[antlr-interest] philosophy about translation

Fri Oct 27 15:03:28 PDT 2006

> I disagree. With ANTLR treewalkers or even any other tool and not 
> treewalkers when you build
> ASTs and then transform them to other ASTs, you have to be intimately 
> familiar with the
> shape of those ASTs (i.e. the grammar for the input and output 
> languages). I'd rather not have
> to know that.

I see no way to avoid this and produce a good result. However there are few languages such that being familiar with the type of tree that one language produces does not help with the tree that another produces. In fact I think that that TreeParser grammar is a huge aid to being able to 'read' the tree. 

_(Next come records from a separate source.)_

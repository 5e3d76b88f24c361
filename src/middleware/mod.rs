// ABOUTME: HTTP middleware for request tracing, authentication, and CORS
// ABOUTME: Provides the bearer-token extractor, request spans, and the CORS layer
//
// Licensed under either of Apache License, Version 2.0 or MIT License at your option.
// Copyright ©2025 Async-IO.org

pub mod auth;
pub mod cors;
pub mod tracing;

// Authentication
pub use auth::AuthUser;

// CORS configuration
pub use cors::setup_cors;

// Request tracing
pub use tracing::{create_request_span, log_requests, REQUEST_ID_HEADER};
// ABOUTME: Movement catalog and equipment database operations
// ABOUTME: Lists and resolves catalog movements, equipment, and the links between them
//
// Licensed under either of Apache License, Version 2.0 or MIT License at your option.
// Copyright ©2025 Async-IO.org

use anyhow::Result;
use repforge_core::errors::{AppError, AppResult};
use repforge_core::models::{Equipment, Movement};
use serde::{Deserialize, Serialize};
use sqlx::sqlite::SqliteRow;
use sqlx::{Row, SqliteConnection, SqlitePool};

use super::Database;

pub(super) const MOVEMENT_COLUMNS: &str = "m.id, m.exercise, m.body_area, m.movement, m.complexity, \
     m.movement_type, m.primary_body_part, m.advanced_movements, m.hiit_flag";

impl Database {
    /// Create movement, equipment, and link tables
    pub(super) async fn migrate_movements(&self) -> Result<()> {
        self.execute_ddl(&[
            r"
            CREATE TABLE IF NOT EXISTS movements (
                id INTEGER PRIMARY KEY AUTOINCREMENT,
                exercise TEXT NOT NULL UNIQUE,
                body_area TEXT NOT NULL DEFAULT '',
                movement TEXT NOT NULL DEFAULT '',
                complexity INTEGER NOT NULL DEFAULT 1,
                movement_type TEXT NOT NULL DEFAULT '',
                primary_body_part TEXT NOT NULL DEFAULT '',
                advanced_movements TEXT NOT NULL DEFAULT '',
                hiit_flag INTEGER NOT NULL DEFAULT 0
            )
            ",
            r"
            CREATE TABLE IF NOT EXISTS equipment (
                id INTEGER PRIMARY KEY AUTOINCREMENT,
                equipment_name TEXT NOT NULL UNIQUE
            )
            ",
            r"
            CREATE TABLE IF NOT EXISTS movement_equipment (
                movement_id INTEGER NOT NULL REFERENCES movements(id) ON DELETE CASCADE,
                equipment_id INTEGER NOT NULL REFERENCES equipment(id) ON DELETE CASCADE,
                PRIMARY KEY (movement_id, equipment_id)
            )
            ",
        ])
        .await
    }
}

/// A catalog entry as loaded by the seeding tool
#[derive(Debug, Clone, Default, PartialEq, Eq, Serialize, Deserialize)]
pub struct MovementSeed {
    /// Exercise name
    pub exercise: String,
    /// Body area
    pub body_area: String,
    /// Movement pattern
    pub movement: String,
    /// Complexity 1 to 3
    pub complexity: i64,
    /// Session role
    pub movement_type: String,
    /// Main body part
    pub primary_body_part: String,
    /// HIIT pattern tags
    #[serde(default)]
    pub advanced_movements: String,
    /// HIIT suitable
    #[serde(default)]
    pub hiit_flag: bool,
    /// Equipment names needed
    #[serde(default)]
    pub equipment: Vec<String>,
}

/// Movement catalog database operations
pub struct MovementManager {
    pool: SqlitePool,
}

impl MovementManager {
    /// Create a new movement manager
    #[must_use]
    pub const fn new(pool: SqlitePool) -> Self {
        Self { pool }
    }

    /// Every movement ordered by ID
    ///
    /// # Errors
    ///
    /// Returns an error if the database query fails
    pub async fn list_movements(&self) -> AppResult<Vec<Movement>> {
        let rows = sqlx::query(&format!("SELECT {MOVEMENT_COLUMNS} FROM movements m ORDER BY m.id"))
            .fetch_all(&self.pool)
            .await
            .map_err(|e| AppError::database(format!("Failed to list movements: {e}")))?;

        Ok(rows.iter().map(row_to_movement).collect())
    }

    /// Movements that use any of the named equipment
    ///
    /// # Errors
    ///
    /// Returns an error if the database query fails
    pub async fn movements_for_equipment(&self, equipment: &[String]) -> AppResult<Vec<Movement>> {
        if equipment.is_empty() {
            return Ok(Vec::new());
        }
        let placeholders = placeholders(equipment.len());
        let sql = format!(
            r"
            SELECT DISTINCT {MOVEMENT_COLUMNS}
            FROM movements m
            JOIN movement_equipment me ON me.movement_id = m.id
            JOIN equipment e ON e.id = me.equipment_id
            WHERE e.equipment_name IN ({placeholders})
            ORDER BY m.id
            "
        );
        let mut query = sqlx::query(&sql);
        for name in equipment {
            query = query.bind(name);
        }
        let rows = query
            .fetch_all(&self.pool)
            .await
            .map_err(|e| AppError::database(format!("Failed to filter movements: {e}")))?;

        Ok(rows.iter().map(row_to_movement).collect())
    }

    /// Every piece of equipment ordered by name
    ///
    /// # Errors
    ///
    /// Returns an error if the database query fails
    pub async fn list_equipment(&self) -> AppResult<Vec<Equipment>> {
        let rows = sqlx::query("SELECT id, equipment_name FROM equipment ORDER BY equipment_name")
            .fetch_all(&self.pool)
            .await
            .map_err(|e| AppError::database(format!("Failed to list equipment: {e}")))?;

        Ok(rows
            .iter()
            .map(|row| Equipment {
                id: row.get("id"),
                equipment_name: row.get("equipment_name"),
            })
            .collect())
    }

    /// Number of catalog movements
    ///
    /// # Errors
    ///
    /// Returns an error if the database query fails
    pub async fn count_movements(&self) -> AppResult<i64> {
        sqlx::query_scalar("SELECT COUNT(*) FROM movements")
            .fetch_one(&self.pool)
            .await
            .map_err(|e| AppError::database(format!("Failed to count movements: {e}")))
    }

    // ========================================================================
    // Seeding
    // ========================================================================

    /// Insert or update a movement by exercise name and replace its equipment links
    ///
    /// # Errors
    ///
    /// Returns an error if any write fails
    pub async fn upsert_movement(&self, seed: &MovementSeed) -> AppResult<i64> {
        let mut tx = self.pool.begin().await?;

        let movement_id: i64 = sqlx::query_scalar(
            r"
            INSERT INTO movements
                (exercise, body_area, movement, complexity, movement_type,
                 primary_body_part, advanced_movements, hiit_flag)
            VALUES ($1, $2, $3, $4, $5, $6, $7, $8)
            ON CONFLICT(exercise) DO UPDATE SET
                body_area = excluded.body_area,
                movement = excluded.movement,
                complexity = excluded.complexity,
                movement_type = excluded.movement_type,
                primary_body_part = excluded.primary_body_part,
                advanced_movements = excluded.advanced_movements,
                hiit_flag = excluded.hiit_flag
            RETURNING id
            ",
        )
        .bind(&seed.exercise)
        .bind(&seed.body_area)
        .bind(&seed.movement)
        .bind(seed.complexity)
        .bind(&seed.movement_type)
        .bind(&seed.primary_body_part)
        .bind(&seed.advanced_movements)
        .bind(seed.hiit_flag)
        .fetch_one(&mut *tx)
        .await
        .map_err(|e| AppError::database(format!("Failed to upsert movement: {e}")))?;

        sqlx::query("DELETE FROM movement_equipment WHERE movement_id = $1")
            .bind(movement_id)
            .execute(&mut *tx)
            .await?;

        for name in &seed.equipment {
            let equipment_id = upsert_equipment_in(&mut tx, name).await?;
            sqlx::query(
                "INSERT OR IGNORE INTO movement_equipment (movement_id, equipment_id) VALUES ($1, $2)",
            )
            .bind(movement_id)
            .bind(equipment_id)
            .execute(&mut *tx)
            .await?;
        }

        tx.commit().await?;
        Ok(movement_id)
    }

    /// Insert equipment if missing and return its ID
    ///
    /// # Errors
    ///
    /// Returns an error if the write fails
    pub async fn upsert_equipment(&self, name: &str) -> AppResult<i64> {
        let mut conn = self.pool.acquire().await?;
        upsert_equipment_in(&mut conn, name).await
    }
}

async fn upsert_equipment_in(conn: &mut SqliteConnection, name: &str) -> AppResult<i64> {
    sqlx::query_scalar(
        r"
        INSERT INTO equipment (equipment_name) VALUES ($1)
        ON CONFLICT(equipment_name) DO UPDATE SET equipment_name = excluded.equipment_name
        RETURNING id
        ",
    )
    .bind(name.trim())
    .fetch_one(conn)
    .await
    .map_err(|e| AppError::database(format!("Failed to upsert equipment: {e}")))
}

/// Resolve an exercise name to a catalog movement inside a transaction
///
/// # Errors
///
/// Returns an error if the database query fails
pub(super) async fn movement_id_by_name(
    conn: &mut SqliteConnection,
    exercise: &str,
) -> AppResult<Option<i64>> {
    sqlx::query_scalar("SELECT id FROM movements WHERE exercise = $1 COLLATE NOCASE")
        .bind(exercise.trim())
        .fetch_optional(conn)
        .await
        .map_err(|e| AppError::database(format!("Failed to resolve movement: {e}")))
}

/// Exercise name for a catalog ID inside a transaction
///
/// # Errors
///
/// Returns an error if the database query fails
pub(super) async fn movement_name_by_id(
    conn: &mut SqliteConnection,
    movement_id: i64,
) -> AppResult<Option<String>> {
    sqlx::query_scalar("SELECT exercise FROM movements WHERE id = $1")
        .bind(movement_id)
        .fetch_optional(conn)
        .await
        .map_err(|e| AppError::database(format!("Failed to resolve movement: {e}")))
}

/// Comma-separated `$n` placeholders starting at 1
pub(super) fn placeholders(count: usize) -> String {
    (1..=count)
        .map(|index| format!("${index}"))
        .collect::<Vec<_>>()
        .join(", ")
}

/// Map a row selected with [`MOVEMENT_COLUMNS`]
pub(super) fn row_to_movement(row: &SqliteRow) -> Movement {
    Movement {
        id: row.get("id"),
        exercise: row.get("exercise"),
        body_area: row.get("body_area"),
        movement: row.get("movement"),
        complexity: row.get("complexity"),
        movement_type: row.get("movement_type"),
        primary_body_part: row.get("primary_body_part"),
        advanced_movements: row.get("advanced_movements"),
        hiit_flag: row.get("hiit_flag"),
    }
}

#[cfg(test)]
mod tests {
    use super::*;

    #[test]
    fn test_placeholders() {
        assert_eq!(placeholders(3), "$1, $2, $3");
        assert_eq!(placeholders(0), "");
    }
}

> I know that the COBOL sentence:
> ADD 1 TO A GIVING B.
> ...maps to the Java statement...
> B = A + 1;

> ...and yet I have little clue as to what the COBOL or Java ASTs look like.
> So I really do want to write:
> ADD v1 TO v2 GIVING v3 --> v3 = v1 + v2; 

Taking your COBOL example though, I think that the issue of translating one language to another is much more complex in general than this and that the issue would be being intimately familiar with the languages, the tree surely being a relatively easy thing to pick up? What is the PIC of A and B for instance, where is the meta data about this to be stored (front end, encoded in IR, back end?), what significance does this have on the target language? What is the behavior of the VM when you produce System.out.println("String " + A); // What happens internally with A, will I produce code that cause STR->INT->STR conversion all the time. COBOL will reject things that don't fit the PIC... etc.

What happens with:

MOVE MOUNTAIN TO MOHAMMED;

A universal front end->IR->high level language methodology is probably not possible. 

Surely the rule matching scenario would be able to formulate an unknown sequence of events such that ruletriggerA changes some part of the input which fires ruletriggerB, which changes some part of the input that fires ruletriggerA... 

It would seem that one has a specific project "Source code for app A1 in lang L1 translated to A1 in lang L1", or "Any App AN in L1 to L2" or "Lang L1 to Lang L2" or "LN1 to LN2; N1 # N2" and so on. I will ignore A1->A2 ;-). 

The amount of support library programming in lang L2 would probably far outweigh other issues and I think that assuming you can find good enough programmers (big if though I admit) that just rewriting it in L2 would be better anyway. There is probably no way to avoid the new source code looking like the input source code and that a programmer of LANG L2 would say "What the bejesus is this?"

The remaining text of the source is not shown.